The tr-example makes useless use of cat, instead of cat letter | tr one should use tr < letter

July 27, 2021
Nildo

Excelente postagem!
Thank you!

July 27, 2021
Phoenix

When demonstrating “tr” (and “sed”), I have the feeling that “cut” should have been mentioned alongside with it as it is as easy and useful as well. As with all mentioned programs, it works tremendously well capturing (piping) the output of the previous command and further refining the output.

Example:
cut -d”:” -f1,3-4,6 /etc/passwd

“-d” uses delimiter (in this case “:”)
“-f” display only fields delimited by delimiter (here: fields 1, 3 to 4 and 6)

July 27, 2021
Leslie Satenstein, Montreal,Que,Canada

This article is going to be my cheat sheet.
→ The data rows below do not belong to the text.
//! The two capabilities offered to the model.
//!
//! | Tool | Input | Output |
//! |------|-------|--------|
//! | `search_location` | `{query}` | GeoJSON `FeatureCollection` |
//! | `get_review_rating` | `{locationName}` | `{success, data?, error?}` |
//!
//! Input schemas are generated from the input structs below.

use std::sync::Arc;

use schemars::JsonSchema as DeriveJsonSchema;
use serde::Deserialize;
use serde_json::Value;
use waymark_core::tool::{ToolError, ToolRegistry, tool_fn};
use waymark_core::{JsonSchema, ToolDefinition};
use waymark_places::{LocationSearch, RatingLookup};

/// Name of the location search tool.
pub const SEARCH_LOCATION: &str = "search_location";

/// Name of the review-rating tool.
pub const GET_REVIEW_RATING: &str = "get_review_rating";

const SEARCH_LOCATION_DESCRIPTION: &str = "Search for a location name, address, landmark, or place \
and return GeoJSON data to display on the map. Only use this tool when the user wants to know about \
specific location(s) on the map. Do NOT use for generic queries like food types or categories.";

const GET_REVIEW_RATING_DESCRIPTION: &str = "Get Google review ratings and review count for a \
specific location using the Google Places API. Use this when the user asks about ratings, reviews, \
or what people say about a place.";

/// Arguments of `search_location`.
#[derive(Debug, Clone, Deserialize, DeriveJsonSchema)]
pub struct SearchLocationInput {
    /// A specific location name, address, landmark, or place to search for.
    /// Do NOT use for generic terms like "japanese food" or "cafes".
    pub query: String,
}

/// Arguments of `get_review_rating`.
#[derive(Debug, Clone, Deserialize, DeriveJsonSchema)]
#[serde(rename_all = "camelCase")]
pub struct RatingInput {
    /// The name of the location to get review ratings for (e.g. "Marina Bay
    /// Sands", "Orchard Road", "Sentosa").
    pub location_name: String,
}

/// Builds the registry holding both tools.
///
/// Location search failures become error tool results carrying the
/// adapter's message. Rating lookups never fail; their `{success: false}`
/// outcomes are ordinary output.
pub fn build_registry(
    search: LocationSearch,
    rating: RatingLookup,
) -> Result<ToolRegistry, serde_json::Error> {
    let search = Arc::new(search);
    let rating = Arc::new(rating);
    let mut registry = ToolRegistry::new();

    registry.register(tool_fn(
        ToolDefinition {
            name: SEARCH_LOCATION.into(),
            description: SEARCH_LOCATION_DESCRIPTION.into(),
            parameters: JsonSchema::from_type::<SearchLocationInput>()?,
        },
        move |input: Value| {
            let search = Arc::clone(&search);
            async move {
                let input: SearchLocationInput = serde_json::from_value(input)?;
                let collection = search
                    .search(&input.query)
                    .await
                    .map_err(|e| ToolError::new(e.to_string()))?;
                Ok::<_, ToolError>(serde_json::to_value(collection)?)
            }
        },
    ));

    registry.register(tool_fn(
        ToolDefinition {
            name: GET_REVIEW_RATING.into(),
            description: GET_REVIEW_RATING_DESCRIPTION.into(),
            parameters: JsonSchema::from_type::<RatingInput>()?,
        },
        move |input: Value| {
            let rating = Arc::clone(&rating);
            async move {
                let input: RatingInput = serde_json::from_value(input)?;
                let result = rating.lookup(&input.location_name).await;
                Ok::<_, ToolError>(serde_json::to_value(result)?)
            }
        },
    ));

    Ok(registry)
}

#[cfg(test)]
mod tests {
    use axum::Json;
    use axum::Router;
    use axum::http::StatusCode;
    use axum::response::IntoResponse;
    use axum::routing::get;
    use serde_json::json;
    use tokio::net::TcpListener;
    use waymark_core::ToolCall;
    use waymark_places::{LocationSearchConfig, RatingConfig};

    use super::*;

    async fn serve(router: Router) -> String {
        let listener = TcpListener::bind("127.0.0.1:0").await.unwrap();
        let addr = listener.local_addr().unwrap();
        tokio::spawn(async move {
            axum::serve(listener, router).await.unwrap();
        });
        format!("http://{addr}")
    }

    fn registry_at(search_url: String) -> ToolRegistry {
        let search = LocationSearch::new(LocationSearchConfig {
            base_url: search_url,
            ..Default::default()
        })
        .unwrap();
        let rating = RatingLookup::new(RatingConfig::default()).unwrap();
        build_registry(search, rating).unwrap()
    }

    fn call(name: &str, arguments: Value) -> ToolCall {
        ToolCall {
            id: "call_1".into(),
            name: name.into(),
            arguments,
        }
    }

    #[test]
    fn test_schemas_from_input_types() {
        let registry = registry_at("http://127.0.0.1:9".into());
        let defs = registry.definitions();
        assert_eq!(defs.len(), 2);

        let rating = &defs[0];
        assert_eq!(rating.name, GET_REVIEW_RATING);
        assert_eq!(
            rating.parameters.as_value()["required"],
            json!(["locationName"])
        );

        let search = &defs[1];
        assert_eq!(search.name, SEARCH_LOCATION);
        assert_eq!(search.parameters.as_value()["required"], json!(["query"]));
        assert!(
            search.parameters.as_value()["properties"]["query"]["description"]
                .as_str()
                .unwrap()
                .contains("japanese food")
        );
    }

    #[tokio::test]
    async fn test_search_location_returns_feature_collection() {
        let router = Router::new().route(
            "/search",
            get(|| async {
                Json(json!([{
                    "display_name": "Merlion Park",
                    "geojson": {"type": "Point", "coordinates": [103.8545, 1.2868]}
                }]))
            }),
        );
        let registry = registry_at(serve(router).await);

        let result = registry
            .execute(&call(SEARCH_LOCATION, json!({"query": "Merlion Park"})))
            .await;
        assert!(!result.is_error);
        assert_eq!(result.content["type"], "FeatureCollection");
        assert_eq!(
            result.content["features"][0]["properties"]["name"],
            "Merlion Park"
        );
    }

    #[tokio::test]
    async fn test_search_location_failure_is_error_result() {
        let router = Router::new().route(
            "/search",
            get(|| async { (StatusCode::BAD_GATEWAY, "down").into_response() }),
        );
        let registry = registry_at(serve(router).await);

        let result = registry
            .execute(&call(SEARCH_LOCATION, json!({"query": "Jewel"})))
            .await;
        assert!(result.is_error);
        assert_eq!(result.content_text(), "Location search error: 502 - down");
    }

    #[tokio::test]
    async fn test_rating_without_key_is_unsuccessful_output() {
        let registry = registry_at("http://127.0.0.1:9".into());

        let result = registry
            .execute(&call(
                GET_REVIEW_RATING,
                json!({"locationName": "Marina Bay Sands"}),
            ))
            .await;
        assert!(!result.is_error);
        assert_eq!(result.content["success"], false);
        assert!(
            result.content["error"]
                .as_str()
                .unwrap()
                .starts_with("Places API key not configured")
        );
    }

    #[tokio::test]
    async fn test_wrong_argument_name_rejected() {
        let registry = registry_at("http://127.0.0.1:9".into());
        let result = registry
            .execute(&call(GET_REVIEW_RATING, json!({"location_name": "Jewel"})))
            .await;
        assert!(result.is_error);
        assert!(result.content_text().starts_with("Invalid arguments"));
    }
}
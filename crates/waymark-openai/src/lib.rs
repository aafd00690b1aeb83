//! OpenAI-compatible backend for waymark.
//!
//! Implements [`Provider`](waymark_core::Provider) against
//! `POST {base_url}/chat/completions`, including streaming with
//! incremental tool-call arguments. Any server speaking the same wire
//! format (proxies, local gateways) works by overriding `base_url`.
//!
//! ```rust,no_run
//! use waymark_openai::{OpenAiConfig, OpenAiProvider};
//!
//! let provider = OpenAiProvider::new(OpenAiConfig {
//!     api_key: std::env::var("OPENAI_API_KEY").unwrap_or_default(),
//!     ..Default::default()
//! })
//! .expect("HTTP client");
//! ```

#![warn(missing_docs)]

mod config;
mod convert;
mod provider;
mod stream;
mod types;

pub use config::OpenAiConfig;
pub use provider::OpenAiProvider;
In a few well designed examples, I have learned how to make better use of, or infact, consider using the above described command line tools.,

Thank You !!

July 29, 2021
Ian

There is an error in the sed demo.
The example file (data) has ‘linux’ in the first line.
Part way through the demonstration, that line has changed to ‘Linux’ so that the use of case insensitive can be shown

August 18, 2021
- Gregory Bartholomew
  
  Thanks Ian. I’ve attempted to correct the example file so that the first line contains ‘Linux’ from the beginning.
  
  August 18, 2021